(ACTION ITEM): In the records below, count every line that includes the word "case". Provide the total alone.

(RECORDS FOR THE EXERCISE):
--

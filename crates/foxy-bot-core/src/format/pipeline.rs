//! Pipeline notifications.
//!
//! | Status | Marker | Headline |
//! |--------|--------|----------|
//! | `success` | ✅ | `Pipeline #id of *project* on *ref* passed in 1m 3s` |
//! | `failed` | ❌ | `Pipeline #id of *project* on *ref* failed after 1m 3s` |
//! | `running` | 🛫 | `Pipeline #id of *project* started on *ref* by *actor*` |
//!
//! `pending` and every other status are not announced: a pipeline reports
//! `pending` and then `running` within seconds, and one start message is
//! enough.

use crate::duration::format_duration;
use crate::events::{non_blank, PipelineEvent, PipelineStatus};
use crate::markdown::{Line, MessageBuilder};
use crate::Notification;
use tracing::debug;

/// Render a `Pipeline Hook` payload.
pub fn format_pipeline(event: &PipelineEvent) -> Notification {
    let attributes = &event.object_attributes;
    let status = attributes
        .status
        .as_deref()
        .and_then(PipelineStatus::from_key);

    let line = match status {
        Some(PipelineStatus::Success) => Line::new().emoji("✅"),
        Some(PipelineStatus::Failed) => Line::new().emoji("❌"),
        Some(PipelineStatus::Running) => Line::new().emoji("🛫"),
        Some(PipelineStatus::Pending) | None => {
            debug!(
                status = ?attributes.status,
                "Pipeline status does not produce a notification"
            );
            return Notification::Empty;
        }
    };

    let pipeline = Line::new().link(
        Line::new().reference('#', attributes.id),
        attributes.pipeline_url(&event.project).as_deref(),
    );
    let mut line = line.text("Pipeline");
    if !pipeline.is_empty() {
        line = line.text(" ").link(pipeline, None);
    }
    if let Some(project) = event.project.display_name() {
        line = line.text(" of ").bold(project);
    }

    let git_ref = non_blank(attributes.git_ref.as_deref());
    let duration = format_duration(attributes.duration);

    let line = match status {
        Some(PipelineStatus::Running) => {
            let line = line.text(" started");
            let line = match git_ref {
                Some(git_ref) => line.text(" on ").bold(git_ref),
                None => line,
            };
            line.text(" by ").bold(event.user.display_name())
        }
        _ => {
            let line = match git_ref {
                Some(git_ref) => line.text(" on ").bold(git_ref),
                None => line,
            };
            let (verb, preposition) = if status == Some(PipelineStatus::Success) {
                ("passed", "in")
            } else {
                ("failed", "after")
            };
            let line = line.text(" ").text(verb);
            if duration.is_empty() {
                line
            } else {
                line.text(" ").text(preposition).text(" ").text(&duration)
            }
        }
    };

    MessageBuilder::new(line).build()
}

#[cfg(test)]
#[path = "pipeline_tests.rs"]
mod tests;
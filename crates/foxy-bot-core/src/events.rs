//! # GitLab Webhook Events
//!
//! Classification of the `X-Gitlab-Event` header and typed views over the
//! webhook payloads the relay understands.
//!
//! Payload structs are lenient: every field is optional and a
//! field carrying an unexpected JSON type is treated as absent. Formatters
//! degrade to omitted text instead of failing.
//!
//! See <https://docs.gitlab.com/ee/user/project/integrations/webhook_events.html>.

use serde::{de::DeserializeOwned, Deserialize, Deserializer};
use serde_json::Value;
use std::fmt;

// ============================================================================
// Event Classification
// ============================================================================

/// Closed set of event categories the relay distinguishes.
#[derive(Debug, Clone, Copy, PartialEq, Eq, Hash)]
pub enum EventCategory {
    MergeRequest,
    Pipeline,
    Comment,
    Issue,
    /// Any label the relay does not handle.
    Unknown,
}

impl EventCategory {
    /// `X-Gitlab-Event` value for merge request events.
    pub const MERGE_REQUEST_LABEL: &'static str = "Merge Request Hook";
    /// `X-Gitlab-Event` value for pipeline events.
    pub const PIPELINE_LABEL: &'static str = "Pipeline Hook";
    /// `X-Gitlab-Event` value for comment events.
    pub const COMMENT_LABEL: &'static str = "Note Hook";
    /// `X-Gitlab-Event` value for issue events.
    pub const ISSUE_LABEL: &'static str = "Issue Hook";

    /// Classify an event-type label by exact, case-sensitive match.
    ///
    /// # Examples
    ///
    /// ```rust
    /// use foxy_bot_core::EventCategory;
    ///
    /// assert_eq!(EventCategory::classify("Issue Hook"), EventCategory::Issue);
    /// assert_eq!(EventCategory::classify("issue hook"), EventCategory::Unknown);
    /// assert_eq!(EventCategory::classify("Deploy Hook"), EventCategory::Unknown);
    /// ```
    pub fn classify(label: &str) -> Self {
        match label {
            Self::MERGE_REQUEST_LABEL => Self::MergeRequest,
            Self::PIPELINE_LABEL => Self::Pipeline,
            Self::COMMENT_LABEL => Self::Comment,
            Self::ISSUE_LABEL => Self::Issue,
            _ => Self::Unknown,
        }
    }
}

impl fmt::Display for EventCategory {
    fn fmt(&self, f: &mut fmt::Formatter<'_>) -> fmt::Result {
        let name = match self {
            Self::MergeRequest => "merge_request",
            Self::Pipeline => "pipeline",
            Self::Comment => "comment",
            Self::Issue => "issue",
            Self::Unknown => "unknown",
        };
        f.write_str(name)
    }
}

// ============================================================================
// Typed Payloads
// ============================================================================

/// A classified webhook delivery with its typed payload.
#[derive(Debug, Clone, PartialEq)]
pub struct WebhookEvent {
    pub category: EventCategory,
    pub payload: EventPayload,
}

impl WebhookEvent {
    /// Classify `label` and read `payload` as the matching variant.
    ///
    /// # Errors
    ///
    /// Returns [`PayloadError::UnsupportedEvent`] for unknown labels and
    /// [`PayloadError::Malformed`] when the body is not a JSON object.
    pub fn parse(label: &str, payload: &Value) -> Result<Self, PayloadError> {
        let category = EventCategory::classify(label);
        let payload = EventPayload::parse(category, payload)?;
        Ok(Self { category, payload })
    }
}

/// Payload of a webhook delivery, discriminated by [`EventCategory`].
#[derive(Debug, Clone, PartialEq)]
pub enum EventPayload {
    MergeRequest(MergeRequestEvent),
    Pipeline(PipelineEvent),
    Comment(NoteEvent),
    Issue(IssueEvent),
}

impl EventPayload {
    /// Read `payload` as the variant belonging to `category`.
    ///
    /// # Errors
    ///
    /// Returns [`PayloadError::UnsupportedEvent`] for
    /// [`EventCategory::Unknown`] and [`PayloadError::Malformed`] when the
    /// body is not a JSON object.
    pub fn parse(category: EventCategory, payload: &Value) -> Result<Self, PayloadError> {
        if category == EventCategory::Unknown {
            return Err(PayloadError::UnsupportedEvent);
        }

        if !payload.is_object() {
            return Err(PayloadError::Malformed {
                category,
                message: format!("expected a JSON object, got {}", json_type_name(payload)),
            });
        }

        let malformed = |e: serde_json::Error| PayloadError::Malformed {
            category,
            message: e.to_string(),
        };

        Ok(match category {
            EventCategory::MergeRequest => {
                Self::MergeRequest(MergeRequestEvent::deserialize(payload).map_err(malformed)?)
            }
            EventCategory::Pipeline => {
                Self::Pipeline(PipelineEvent::deserialize(payload).map_err(malformed)?)
            }
            EventCategory::Comment => {
                Self::Comment(NoteEvent::deserialize(payload).map_err(malformed)?)
            }
            EventCategory::Issue => {
                Self::Issue(IssueEvent::deserialize(payload).map_err(malformed)?)
            }
            EventCategory::Unknown => return Err(PayloadError::UnsupportedEvent),
        })
    }
}

/// The user who triggered the event.
#[derive(Debug, Clone, Default, PartialEq, Deserialize)]
pub struct Actor {
    #[serde(default, deserialize_with = "lenient")]
    pub name: Option<String>,

    #[serde(default, deserialize_with = "lenient")]
    pub username: Option<String>,
}

impl Actor {
    /// Fallback shown when the payload names nobody.
    pub const ANONYMOUS: &'static str = "Someone";

    /// Display name, falling back to the username.
    pub fn display_name(&self) -> &str {
        non_blank(self.name.as_deref())
            .or_else(|| non_blank(self.username.as_deref()))
            .unwrap_or(Self::ANONYMOUS)
    }
}

/// The project (repository) the event belongs to.
#[derive(Debug, Clone, Default, PartialEq, Deserialize)]
pub struct Project {
    #[serde(default, deserialize_with = "lenient")]
    pub name: Option<String>,

    #[serde(default, deserialize_with = "lenient")]
    pub path_with_namespace: Option<String>,

    #[serde(default, deserialize_with = "lenient")]
    pub web_url: Option<String>,
}

impl Project {
    /// Display name, falling back to the namespaced path.
    pub fn display_name(&self) -> Option<&str> {
        non_blank(self.name.as_deref()).or_else(|| non_blank(self.path_with_namespace.as_deref()))
    }
}

/// A commit as embedded in merge request payloads.
#[derive(Debug, Clone, Default, PartialEq, Deserialize)]
pub struct Commit {
    #[serde(default, deserialize_with = "lenient")]
    pub message: Option<String>,
}

/// Body of a `Merge Request Hook` delivery.
#[derive(Debug, Clone, Default, PartialEq, Deserialize)]
pub struct MergeRequestEvent {
    #[serde(default, deserialize_with = "lenient")]
    pub user: Actor,

    #[serde(default, deserialize_with = "lenient")]
    pub project: Project,

    #[serde(default, deserialize_with = "lenient")]
    pub object_attributes: MergeRequestAttributes,
}

/// Merge request details; also embedded in comment payloads.
#[derive(Debug, Clone, Default, PartialEq, Deserialize)]
pub struct MergeRequestAttributes {
    #[serde(default, deserialize_with = "lenient")]
    pub action: Option<String>,

    #[serde(default, deserialize_with = "lenient")]
    pub iid: Option<u64>,

    #[serde(default, deserialize_with = "lenient")]
    pub title: Option<String>,

    #[serde(default, deserialize_with = "lenient")]
    pub description: Option<String>,

    #[serde(default, deserialize_with = "lenient")]
    pub url: Option<String>,

    #[serde(default, deserialize_with = "lenient")]
    pub last_commit: Commit,
}

/// Body of a `Pipeline Hook` delivery.
#[derive(Debug, Clone, Default, PartialEq, Deserialize)]
pub struct PipelineEvent {
    #[serde(default, deserialize_with = "lenient")]
    pub user: Actor,

    #[serde(default, deserialize_with = "lenient")]
    pub project: Project,

    #[serde(default, deserialize_with = "lenient")]
    pub object_attributes: PipelineAttributes,
}

/// Pipeline details.
#[derive(Debug, Clone, Default, PartialEq, Deserialize)]
pub struct PipelineAttributes {
    #[serde(default, deserialize_with = "lenient")]
    pub id: Option<u64>,

    #[serde(default, deserialize_with = "lenient")]
    pub status: Option<String>,

    #[serde(rename = "ref", default, deserialize_with = "lenient")]
    pub git_ref: Option<String>,

    /// Elapsed seconds; `null` until the pipeline finishes.
    #[serde(default, deserialize_with = "lenient")]
    pub duration: Option<f64>,

    #[serde(default, deserialize_with = "lenient")]
    pub url: Option<String>,
}

impl PipelineAttributes {
    /// Link to the pipeline page, preferring the URL GitLab supplies.
    pub fn pipeline_url(&self, project: &Project) -> Option<String> {
        if let Some(url) = non_blank(self.url.as_deref()) {
            return Some(url.to_string());
        }
        let web_url = non_blank(project.web_url.as_deref())?;
        let id = self.id?;
        Some(format!("{}/-/pipelines/{}", web_url.trim_end_matches('/'), id))
    }
}

/// Body of a `Note Hook` delivery.
#[derive(Debug, Clone, Default, PartialEq, Deserialize)]
pub struct NoteEvent {
    #[serde(default, deserialize_with = "lenient")]
    pub user: Actor,

    #[serde(default, deserialize_with = "lenient")]
    pub project: Project,

    #[serde(default, deserialize_with = "lenient")]
    pub object_attributes: NoteAttributes,

    /// Present when the note was left on a merge request.
    #[serde(default, deserialize_with = "lenient")]
    pub merge_request: MergeRequestAttributes,
}

/// Comment details.
#[derive(Debug, Clone, Default, PartialEq, Deserialize)]
pub struct NoteAttributes {
    #[serde(default, deserialize_with = "lenient")]
    pub note: Option<String>,

    #[serde(default, deserialize_with = "lenient")]
    pub noteable_type: Option<String>,

    /// `DiffNote` or `DiscussionNote` for threaded comments; absent or `null`
    /// for overview comments.
    #[serde(rename = "type", default, deserialize_with = "note_kind")]
    pub note_type: Option<String>,

    #[serde(default, deserialize_with = "lenient")]
    pub url: Option<String>,
}

impl NoteAttributes {
    /// Returns `true` for a top-level comment on the main discussion.
    pub fn is_overview_comment(&self) -> bool {
        self.note_type.is_none()
    }
}

/// Body of an `Issue Hook` delivery.
#[derive(Debug, Clone, Default, PartialEq, Deserialize)]
pub struct IssueEvent {
    #[serde(default, deserialize_with = "lenient")]
    pub user: Actor,

    #[serde(default, deserialize_with = "lenient")]
    pub project: Project,

    #[serde(default, deserialize_with = "lenient")]
    pub object_attributes: IssueAttributes,
}

/// Issue details.
#[derive(Debug, Clone, Default, PartialEq, Deserialize)]
pub struct IssueAttributes {
    #[serde(default, deserialize_with = "lenient")]
    pub action: Option<String>,

    #[serde(default, deserialize_with = "lenient")]
    pub iid: Option<u64>,

    #[serde(default, deserialize_with = "lenient")]
    pub title: Option<String>,

    #[serde(default, deserialize_with = "lenient")]
    pub description: Option<String>,

    #[serde(default, deserialize_with = "lenient")]
    pub url: Option<String>,
}

// ============================================================================
// Sub-case Discriminators
// ============================================================================

/// `object_attributes.action` of a merge request event.
#[derive(Debug, Clone, Copy, PartialEq, Eq)]
pub enum MergeRequestAction {
    Open,
    Update,
    Reopen,
    Approved,
    Merge,
    Close,
}

impl MergeRequestAction {
    /// Parse the raw action; unhandled actions (e.g. `unapproved`) yield `None`.
    pub fn from_key(key: &str) -> Option<Self> {
        match key {
            "open" => Some(Self::Open),
            "update" => Some(Self::Update),
            "reopen" => Some(Self::Reopen),
            "approved" => Some(Self::Approved),
            "merge" => Some(Self::Merge),
            "close" => Some(Self::Close),
            _ => None,
        }
    }
}

/// `object_attributes.status` of a pipeline event.
#[derive(Debug, Clone, Copy, PartialEq, Eq)]
pub enum PipelineStatus {
    Success,
    Failed,
    Running,
    Pending,
}

impl PipelineStatus {
    pub fn from_key(key: &str) -> Option<Self> {
        match key {
            "success" => Some(Self::Success),
            "failed" => Some(Self::Failed),
            "running" => Some(Self::Running),
            "pending" => Some(Self::Pending),
            _ => None,
        }
    }
}

/// `object_attributes.noteable_type` of a comment event.
#[derive(Debug, Clone, Copy, PartialEq, Eq)]
pub enum NoteableType {
    MergeRequest,
    Issue,
    Snippet,
    Commit,
}

impl NoteableType {
    pub fn from_key(key: &str) -> Option<Self> {
        match key {
            "MergeRequest" => Some(Self::MergeRequest),
            "Issue" => Some(Self::Issue),
            "Snippet" => Some(Self::Snippet),
            "Commit" => Some(Self::Commit),
            _ => None,
        }
    }
}

/// `object_attributes.action` of an issue event.
#[derive(Debug, Clone, Copy, PartialEq, Eq)]
pub enum IssueAction {
    Open,
    Close,
    Update,
}

impl IssueAction {
    pub fn from_key(key: &str) -> Option<Self> {
        match key {
            "open" => Some(Self::Open),
            "close" => Some(Self::Close),
            "update" => Some(Self::Update),
            _ => None,
        }
    }
}

// ============================================================================
// Error Types
// ============================================================================

/// Reasons a webhook body cannot be read as a typed payload.
///
/// The dispatch pipeline never surfaces these to callers; they resolve to
/// [`crate::Notification::Empty`] and are logged.
#[derive(Debug, Clone, PartialEq, Eq, thiserror::Error)]
pub enum PayloadError {
    #[error("Event type is not handled by the relay")]
    UnsupportedEvent,

    #[error("Malformed {category} payload: {message}")]
    Malformed {
        category: EventCategory,
        message: String,
    },
}

// ============================================================================
// Helpers
// ============================================================================

/// Deserialize a field, replacing values of an unexpected shape with the default.
fn lenient<'de, D, T>(deserializer: D) -> Result<T, D::Error>
where
    D: Deserializer<'de>,
    T: DeserializeOwned + Default,
{
    let value = Value::deserialize(deserializer)?;
    Ok(T::deserialize(value).unwrap_or_default())
}

/// Deserialize a note `type`: only `null` counts as absent, and a value of
/// any other shape is kept in its JSON form so the note stays non-overview.
fn note_kind<'de, D>(deserializer: D) -> Result<Option<String>, D::Error>
where
    D: Deserializer<'de>,
{
    Ok(match Value::deserialize(deserializer)? {
        Value::Null => None,
        Value::String(kind) => Some(kind),
        other => Some(other.to_string()),
    })
}

/// Treat empty and whitespace-only strings as absent.
pub(crate) fn non_blank(value: Option<&str>) -> Option<&str> {
    value.filter(|v| !v.trim().is_empty())
}

fn json_type_name(value: &Value) -> &'static str {
    match value {
        Value::Null => "null",
        Value::Bool(_) => "a boolean",
        Value::Number(_) => "a number",
        Value::String(_) => "a string",
        Value::Array(_) => "an array",
        Value::Object(_) => "an object",
    }
}

#[cfg(test)]
#[path = "events_tests.rs"]
mod tests;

--

(ANSWER BELOW): 2